Although more than ten years have passed since Ayusman Sen and Thomas Mallouk first Ayusman Senstarted collaborating on nanomotor research, you would think it happened just yesterday when you hear them talk. Their curiosity about the natural world and infectious enthusiasm for discovery has aided them on their long collaborative journey into the world of nanomotors.

In 2003, Sen and Mallouk were both on Walter Paxton’s doctoral thesis committee. Before Paxton’s first-year meeting with his thesis committee, he went to Sen with a few ideas, and Sen encouraged him to think big: “He really left the field wide open. He told me, ‘You can do whatever you want as long as it’s good science,’” said Paxton.Tom Mallouk

Sen’s enthusiasm and encouragement helped Paxton decide that he wanted study the feasibility of a catalytic nanomotor. He thought he had some great ideas to make it work, and Sen and Mallouk were intrigued. “We told him, let’s try it right now, today,” said Mallouk.

A catalytic nanomotor is a tiny particle that is powered into motion by a chemical reaction. Previous research done at Harvard University by Rustem Ismagilov and George Whitesides had found that a macroscopic motor equipped with a platinum strip would move on the surface of a tank of hydrogen peroxide and water like a miniature boat. Paxton’s nanorod motor idea took this to another level: much smaller motors, going from centimeter-sized to two microns by 350 nanometers; and a much more challenging environment, as the tiny rods were immersed in the solution instead of on top of it.

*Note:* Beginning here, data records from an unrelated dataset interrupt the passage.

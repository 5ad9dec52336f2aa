//! Loading tag documents by embed name

use crate::io::configuration::{
    DEFAULT_EMBEDS_DIRECTORY, DOCUMENT_EXTENSIONS, MAX_DOCUMENT_BYTES, TEXT_LIST_EXTENSION,
};
use crate::io::error::{EmbedError, Result, file_system, invalid_format};
use crate::tags::document::TagDocument;
use std::collections::HashMap;
use std::ffi::OsString;
use std::fs;
use std::path::{Path, PathBuf};
use tracing::debug;

/// Source of tag documents keyed by embed name
///
/// Every call loads afresh; implementations must not cache.
pub trait TagDefinitionStore {
    /// Load the document registered under `name`
    ///
    /// # Errors
    ///
    /// Returns [`EmbedError::NotFound`] if no document exists and
    /// [`EmbedError::InvalidFormat`] if one exists but cannot be parsed
    fn load(&self, name: &str) -> Result<TagDocument>;
}

impl<T: TagDefinitionStore + ?Sized> TagDefinitionStore for &T {
    fn load(&self, name: &str) -> Result<TagDocument> {
        (**self).load(name)
    }
}

impl TagDefinitionStore for HashMap<String, TagDocument> {
    fn load(&self, name: &str) -> Result<TagDocument> {
        self.get(name).cloned().ok_or_else(|| EmbedError::NotFound {
            name: name.to_string(),
            path: PathBuf::from(name),
        })
    }
}

/// Documents stored as files below a root directory
///
/// `hair/color` resolves to `<root>/hair/color.yml`, then `.yaml`, then
/// `.txt`.
#[derive(Clone, Debug)]
pub struct FileTagStore {
    root: PathBuf,
    max_document_bytes: u64,
}

impl Default for FileTagStore {
    fn default() -> Self {
        Self::new(DEFAULT_EMBEDS_DIRECTORY)
    }
}

impl FileTagStore {
    /// Create a store rooted at `root`
    pub fn new(root: impl Into<PathBuf>) -> Self {
        Self {
            root: root.into(),
            max_document_bytes: MAX_DOCUMENT_BYTES,
        }
    }

    /// Change the size limit above which documents are rejected
    #[must_use]
    pub fn with_max_document_bytes(mut self, limit: u64) -> Self {
        self.max_document_bytes = limit;
        self
    }

    /// Root directory of the store
    pub fn root(&self) -> &Path {
        &self.root
    }

    /// Candidate paths for `name`, in lookup order
    ///
    /// Empty when the name has no usable segment, or when any segment is
    /// blank, `.` or `..`, so every candidate stays below the root.
    pub fn candidate_paths(&self, name: &str) -> Vec<PathBuf> {
        let segments: Vec<&str> = name
            .split('/')
            .filter(|segment| !segment.is_empty())
            .collect();

        let unusable = segments.iter().any(|segment| {
            let trimmed = segment.trim();
            trimmed.is_empty() || trimmed == "." || trimmed == ".."
        });
        if segments.is_empty() || unusable {
            debug!(name, "Embed name does not map below the root");
            return Vec::new();
        }

        let base = segments
            .iter()
            .fold(self.root.clone(), |path, segment| path.join(segment));

        DOCUMENT_EXTENSIONS
            .iter()
            .map(|extension| {
                let mut file: OsString = base.clone().into_os_string();
                file.push(".");
                file.push(extension);
                PathBuf::from(file)
            })
            .collect()
    }

    /// First existing document path for `name`
    pub fn locate(&self, name: &str) -> Option<PathBuf> {
        self.candidate_paths(name)
            .into_iter()
            .find(|path| path.is_file())
    }

    /// Read and parse a document file, choosing the format by extension
    ///
    /// # Errors
    ///
    /// Returns [`EmbedError::InvalidFormat`] for oversized, non-UTF-8 or
    /// unparsable documents and [`EmbedError::FileSystem`] for other read
    /// failures
    pub fn read_document(&self, path: &Path) -> Result<TagDocument> {
        let metadata = fs::metadata(path).map_err(|e| file_system(path, "metadata", e))?;
        if metadata.len() > self.max_document_bytes {
            return Err(invalid_format(
                path,
                &format!(
                    "document is {} bytes, limit is {}",
                    metadata.len(),
                    self.max_document_bytes
                ),
            ));
        }

        let content = fs::read_to_string(path).map_err(|e| {
            if e.kind() == std::io::ErrorKind::InvalidData {
                invalid_format(path, &e)
            } else {
                file_system(path, "read", e)
            }
        })?;

        let is_text_list =
            path.extension().and_then(|ext| ext.to_str()) == Some(TEXT_LIST_EXTENSION);

        if is_text_list {
            let group_name = path
                .file_stem()
                .map(|stem| stem.to_string_lossy().into_owned())
                .unwrap_or_default();
            Ok(TagDocument::from_text_list(&group_name, &content))
        } else {
            TagDocument::from_yaml_str(&content, path)
        }
    }
}

impl TagDefinitionStore for FileTagStore {
    fn load(&self, name: &str) -> Result<TagDocument> {
        let Some(path) = self.locate(name) else {
            let path = self
                .candidate_paths(name)
                .into_iter()
                .next()
                .unwrap_or_else(|| self.root.clone());
            return Err(EmbedError::NotFound {
                name: name.to_string(),
                path,
            });
        };

        debug!(path = %path.display(), "Loading embed document");
        self.read_document(&path)
    }
}
//! Engine constants and runtime configuration defaults

// Document lookup
/// Directory searched for embed documents when none is given
pub const DEFAULT_EMBEDS_DIRECTORY: &str = "embeds";

/// Document extensions in lookup priority order
pub const DOCUMENT_EXTENSIONS: [&str; 3] = ["yml", "yaml", "txt"];

/// Extension marking a plain-text tag list
pub const TEXT_LIST_EXTENSION: &str = "txt";

/// Largest document the store will read, in bytes
pub const MAX_DOCUMENT_BYTES: u64 = 1024 * 1024;

// Tag rendering
/// Separator placed between generated tags
pub const TAG_SEPARATOR: &str = ",";

/// Prefix applied to every tag of an artist group
pub const ARTIST_TAG_PREFIX: &str = "artist:";

/// Sample count used when a group omits `Sampling`
pub const DEFAULT_SAMPLE_COUNT: usize = 1;

/// Keyword selecting every tag of a group
pub const SAMPLE_ALL_KEYWORD: &str = "all";

// Autocomplete
/// Default number of search results returned
pub const SEARCH_RESULT_LIMIT: usize = 10;

/// Score for a matched query character
pub const MATCH_SCORE: usize = 1;

/// Score for a matched character directly after another match
pub const CONSECUTIVE_MATCH_SCORE: usize = 2;

/// Bonus when the whole query was matched
pub const COMPLETE_MATCH_BONUS: usize = 5;

/// Bonus when the embed name starts with the query
pub const PREFIX_MATCH_BONUS: usize = 3;

// Merging
/// Group name used for merged documents
pub const MERGED_GROUP_NAME: &str = "merged";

Using gold-platinum rods Mallouk had from an unrelated metal project, Sen and Mallouk helped Paxton test his idea. The nanorods moved, autonomously, in a solution of hydrogen peroxide, and to the team’s delight, bore “an eerie resemblance under the microscope to live swimming bacteria,” Sen and Mallouk wrote in a 2009 article in Scientific American.

But why did they move? Sen and Mallouk were curious, and it was then that their mutual interest and subsequent research collaboration on nanomotors was born.

Small Particles, Big Challenge

Nanomachines have a bright future. Their implementation could spark innovations in a variety of fields, including modern medicine, technology, energy, and even environmental conservation.

The fact that Paxton’s idea for a nanomotor had worked was significant because for years, scientists had been hitting a scientific wall when it came making nanomachines move. While scientists could envision many ways to build tiny nanomachines and improve upon earlier designs, many sophisticated nanomachine designs were literally sitting idle.

Because of the miniature scale of nanoparticles, there are many challenges in making them move. One cannot  just shrink down a ship to nanoproportions and expect it to work the same as it does in the normal large size. Not only is water thick and hard to propel through at that level, but researchers also have to consider Brownian motion.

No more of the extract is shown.